Preparation of recombinant (His)6-AtACBP4, (His)6-AtACBP5 and (His)6-AtACBP6 proteins

The protein expression plasmids containing full-length AtACBP4 and AtACBP5 cDNA were previously constructed in the vector pRSETB (Invitrogen) as pAT184 and pAT185, respectively [16]. Recombinant (His)6-AtACBP4 and (His)6-AtACBP5 proteins (rAtACBP4 and rAtACBP5) were expressed in Escherichia coli, purified and refolded according to Leung et al. [16]. The coding sequence of AtACBP6 was amplified by PCR with primer pairs ACBP-F1 and ACBP-R1 and cloned into expression vector pEXP5-NT/TOPO (Invitrogen) to generate plasmid pEXP-ACBP6. Sequences of primers are listed in Supplementary Table S1. Recombinant (His)6-AtACBP6 (rAtACBP6) was expressed in E. coli and purified following Chye [29]. The three recombinant proteins were dialysed in 10 mM sodium phosphate buffer (pH 7.0). Protein concentrations were determined by the standard Bradford assay (Bio-Rad).

ITC

Calorimetric titration was performed with a MicroCal iTC200 system (GE Healthcare) at 30°C. Long-chain acyl-CoA esters (Avanti Polar Lipids, Inc.) were dissolved in 10 mM sodium phosphate buffer (pH 7.0) to a final concentration of 0.25, 0.5 and 1 mM. The solution was degassed and loaded into a syringe, while 15 μM rAtACBP6, 6 μM rAtACBP4 or 60 μM rAtACBP5, was placed into the sample cell. For all titrations, 1.8 μl ligand was injected into the sample cell at 150 s intervals with a stirring speed of 1000 rpm. The titrations were completed after 20 injections. All data were collected automatically, and non-specific heat effects were estimated and corrected after saturation following the instructions of the manufacturer. Raw data were integrated and analysed using the Origin v.7.0 software accompanying the calorimeter.

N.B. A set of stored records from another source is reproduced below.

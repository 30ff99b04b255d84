//! Aggregation Engine.

use crate::backend::Backend;
use crate::error::BackendResult;
use crate::query::QueryState;
use idborm_codec::{Record, Value};
use serde::{Deserialize, Serialize};

/// Field name that makes [`Aggregation::Count`] count rows.
pub const ALL_FIELDS: &str = "*";

/// An aggregate function over one field.
#[derive(Debug, Clone, PartialEq, Eq, Serialize, Deserialize)]
#[serde(tag = "function", rename_all = "lowercase")]
pub enum Aggregation {
    /// Row count for `*`, otherwise the count of non-null values.
    Count {
        /// Counted field, or `*`.
        field: String,
        /// Count distinct values only.
        #[serde(default)]
        distinct: bool,
    },
    /// Sum of numeric values.
    Sum {
        /// Summed field.
        field: String,
    },
    /// Mean of numeric values.
    Avg {
        /// Averaged field.
        field: String,
    },
    /// Smallest numeric value.
    Min {
        /// Inspected field.
        field: String,
    },
    /// Largest numeric value.
    Max {
        /// Inspected field.
        field: String,
    },
}

impl Aggregation {
    /// Counts rows.
    pub fn count_all() -> Self {
        Self::Count {
            field: ALL_FIELDS.to_string(),
            distinct: false,
        }
    }

    /// Counts non-null values of a field.
    pub fn count(field: impl Into<String>) -> Self {
        Self::Count {
            field: field.into(),
            distinct: false,
        }
    }

    /// Counts distinct non-null values of a field.
    pub fn count_distinct(field: impl Into<String>) -> Self {
        Self::Count {
            field: field.into(),
            distinct: true,
        }
    }

    /// Sums a field.
    pub fn sum(field: impl Into<String>) -> Self {
        Self::Sum { field: field.into() }
    }

    /// Averages a field.
    pub fn avg(field: impl Into<String>) -> Self {
        Self::Avg { field: field.into() }
    }

    /// Minimum of a field.
    pub fn min(field: impl Into<String>) -> Self {
        Self::Min { field: field.into() }
    }

    /// Maximum of a field.
    pub fn max(field: impl Into<String>) -> Self {
        Self::Max { field: field.into() }
    }

    /// Key of this aggregation in the result, e.g. `views__sum`.
    pub fn alias(&self) -> String {
        match self {
            Self::Count { field, .. } if field == ALL_FIELDS => "count".to_string(),
            Self::Count { field, .. } => format!("{field}__count"),
            Self::Sum { field } => format!("{field}__sum"),
            Self::Avg { field } => format!("{field}__avg"),
            Self::Min { field } => format!("{field}__min"),
            Self::Max { field } => format!("{field}__max"),
        }
    }

    /// Computes the aggregate over `records`.
    ///
    /// Avg, min and max of an empty set are 0.
    pub fn compute(&self, records: &[Record]) -> Value {
        match self {
            Self::Count { field, distinct } => {
                Value::from(count(records, field, *distinct) as i64)
            }
            Self::Sum { field } => sum(numbers(records, field)),
            Self::Avg { field } => {
                let values = numbers(records, field);
                if values.is_empty() {
                    return Value::Integer(0);
                }
                let total: f64 = values.iter().filter_map(|v| v.as_f64()).sum();
                Value::Float(total / values.len() as f64)
            }
            Self::Min { field } => extreme(numbers(records, field), std::cmp::Ordering::Less),
            Self::Max { field } => extreme(numbers(records, field), std::cmp::Ordering::Greater),
        }
    }
}

fn count(records: &[Record], field: &str, distinct: bool) -> usize {
    if field == ALL_FIELDS {
        return records.len();
    }
    let present = records
        .iter()
        .filter_map(|r| r.get(field))
        .filter(|v| !v.is_null());
    if !distinct {
        return present.count();
    }
    let mut seen: Vec<&Value> = Vec::new();
    for value in present {
        if !seen.iter().any(|s| s.strict_eq(value)) {
            seen.push(value);
        }
    }
    seen.len()
}

fn numbers<'a>(records: &'a [Record], field: &str) -> Vec<&'a Value> {
    records
        .iter()
        .filter_map(|r| r.get(field))
        .filter(|v| v.is_number())
        .collect()
}

/// Integer sum while every value is an integer and the sum fits, float
/// otherwise.
fn sum(values: Vec<&Value>) -> Value {
    let integers: Option<i64> = values
        .iter()
        .try_fold(0i64, |acc, v| acc.checked_add(v.as_integer()?));
    match integers {
        Some(total) => Value::Integer(total),
        None => Value::Float(values.iter().filter_map(|v| v.as_f64()).sum()),
    }
}

fn extreme(values: Vec<&Value>, wanted: std::cmp::Ordering) -> Value {
    values
        .into_iter()
        .reduce(|best, v| if v.sort_cmp(best) == wanted { v } else { best })
        .cloned()
        .unwrap_or(Value::Integer(0))
}

impl Backend {
    /// Computes aggregates over the records matching a query.
    ///
    /// The result maps each aggregation's [`Aggregation::alias`] to its value.
    pub async fn aggregate(
        &self,
        state: &QueryState,
        aggregations: &[Aggregation],
    ) -> BackendResult<Record> {
        let records = self.execute(&state.unbounded()).await?;
        Ok(aggregations
            .iter()
            .map(|a| (a.alias(), a.compute(&records)))
            .collect())
    }
}
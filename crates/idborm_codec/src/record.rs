//! Schema-less record type.

use crate::value::Value;

/// Name of the primary key field.
pub const PRIMARY_KEY: &str = "id";

/// An ordered field-name to value mapping.
///
/// Field order is insertion order. Setting an existing field replaces its
/// value in place. The `id` field is the primary key; a record whose `id` is
/// missing or null has no key yet and is stored with an auto-assigned one.
#[derive(Debug, Clone, PartialEq, Default)]
pub struct Record {
    fields: Vec<(String, Value)>,
}

impl Record {
    /// Creates an empty record.
    #[must_use]
    pub fn new() -> Self {
        Self::default()
    }

    /// Adds or replaces a field, consuming and returning the record.
    #[must_use]
    pub fn with(mut self, field: impl Into<String>, value: impl Into<Value>) -> Self {
        self.set(field, value);
        self
    }

    /// Returns the value of a field.
    pub fn get(&self, field: &str) -> Option<&Value> {
        self.fields
            .iter()
            .find(|(name, _)| name == field)
            .map(|(_, v)| v)
    }

    /// Returns true if the record has the field, even when it is null.
    pub fn contains(&self, field: &str) -> bool {
        self.fields.iter().any(|(name, _)| name == field)
    }

    /// Sets a field, replacing an existing value in place.
    pub fn set(&mut self, field: impl Into<String>, value: impl Into<Value>) {
        let field = field.into();
        let value = value.into();
        match self.fields.iter_mut().find(|(name, _)| *name == field) {
            Some(slot) => slot.1 = value,
            None => self.fields.push((field, value)),
        }
    }

    /// Removes a field and returns its value.
    pub fn remove(&mut self, field: &str) -> Option<Value> {
        let pos = self.fields.iter().position(|(name, _)| name == field)?;
        Some(self.fields.remove(pos).1)
    }

    /// Returns the primary key, or `None` when it is absent or null.
    pub fn id(&self) -> Option<&Value> {
        self.get(PRIMARY_KEY).filter(|v| !v.is_null())
    }

    /// Sets the primary key.
    pub fn set_id(&mut self, id: impl Into<Value>) {
        self.set(PRIMARY_KEY, id);
    }

    /// Iterates over `(field, value)` pairs in insertion order.
    pub fn iter(&self) -> impl Iterator<Item = (&str, &Value)> {
        self.fields.iter().map(|(k, v)| (k.as_str(), v))
    }

    /// Returns the field names in insertion order.
    pub fn field_names(&self) -> impl Iterator<Item = &str> {
        self.fields.iter().map(|(k, _)| k.as_str())
    }

    /// Returns the number of fields.
    pub fn len(&self) -> usize {
        self.fields.len()
    }

    /// Returns true if the record has no fields.
    pub fn is_empty(&self) -> bool {
        self.fields.is_empty()
    }

    /// Returns a record with only the given fields, in the requested order.
    ///
    /// Fields missing from this record are omitted.
    #[must_use]
    pub fn project<S: AsRef<str>>(&self, fields: &[S]) -> Record {
        fields
            .iter()
            .filter_map(|f| {
                let f = f.as_ref();
                self.get(f).map(|v| (f.to_string(), v.clone()))
            })
            .collect()
    }

    /// Copies every field of `other` into this record.
    pub fn merge(&mut self, other: &Record) {
        for (k, v) in other.iter() {
            self.set(k, v.clone());
        }
    }
}

impl FromIterator<(String, Value)> for Record {
    fn from_iter<I: IntoIterator<Item = (String, Value)>>(iter: I) -> Self {
        let mut record = Record::new();
        for (k, v) in iter {
            record.set(k, v);
        }
        record
    }
}

impl IntoIterator for Record {
    type Item = (String, Value);
    type IntoIter = std::vec::IntoIter<(String, Value)>;

    fn into_iter(self) -> Self::IntoIter {
        self.fields.into_iter()
    }
}

impl From<Record> for Value {
    fn from(record: Record) -> Self {
        Value::Map(record.fields)
    }
}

Plant material and growth conditions

Seeds of wild-type Arabidopsis Col-0 were purchased from the ABRC (Arabidopsis Biological Resource Center). The double and triple mutants of AtACBP4, AtACBP5 and AtACBP6 were generated by crossing the respective single mutants [41]. To sterilize Arabidopsis seeds, a solution containing 20% bleach and 0.1% (v/v) Tween 20 was used. Seeds were subjected to 20 min vigorous shaking in this solution, washed six times in distilled water, and then spread on MS (Murashige and Skoog) medium (Sigma-Aldrich) containing 2% (w/v) sucrose, and 0, 0.2 or 0.4 μM ABA (abscisic acid). After 4°C stratification for 2 days, the plates were placed under 16 h-light/8 h-dark cycles (22°C) in a tissue culture room. The rates of seed germination were scored when radicle protrusion occurred.

Promoter analysis

A 1.5-kb 5′-flanking region of AtACBP6 was amplified by PCR with primer pair ML795 and ML814. Deletion derivatives of the 1.5-kb 5′-flanking region of AtACBP6, 1.0, 0.6 and 0.3 kb in size were further amplified by PCR with corresponding forward primers ML1166, ML1167 and ML1168, and the reverse primer ML814. All forward primers contained a BamHI site, and the reverse primer, a SmaI site. Sequences of primers are listed in Supplementary Table S1. Fragments were purified and cloned into the pGEM-T EASY Vector system (Promega). Each BamHI–SmaI fragment was subcloned into corresponding restriction sites on the binary vector pBI101.3 (Clontech) to generate the AtACBP6pro::GUS fusion plasmids (pAT452, pAT590, pAT591 and pAT592) that were used in Agrobacterium tumefaciens transformation of wild-type Arabidopsis Col-0 by the floral dip method.

For GUS (β-glucuronidase) histochemical staining, samples of seedlings and embryos were immersed in a GUS substrate solution (50 mM sodium phosphate buffer, pH 7.0, 0.2% Triton X-100, 10 mM EDTA, 2 mM potassium ferricyanide, 2 mM potassium ferrocyanide and 1 mg/ml 5-bromo-4-chloro-3-indolyl-β-D-glucuronide), for 30 min with vacuum infiltration, after which samples were incubated at 37°C for 4 h (for seedlings) or 12 h (for embryos). Following a series of ethanol washes, tissues were observed and images were captured with a Nikon 80i Microscope.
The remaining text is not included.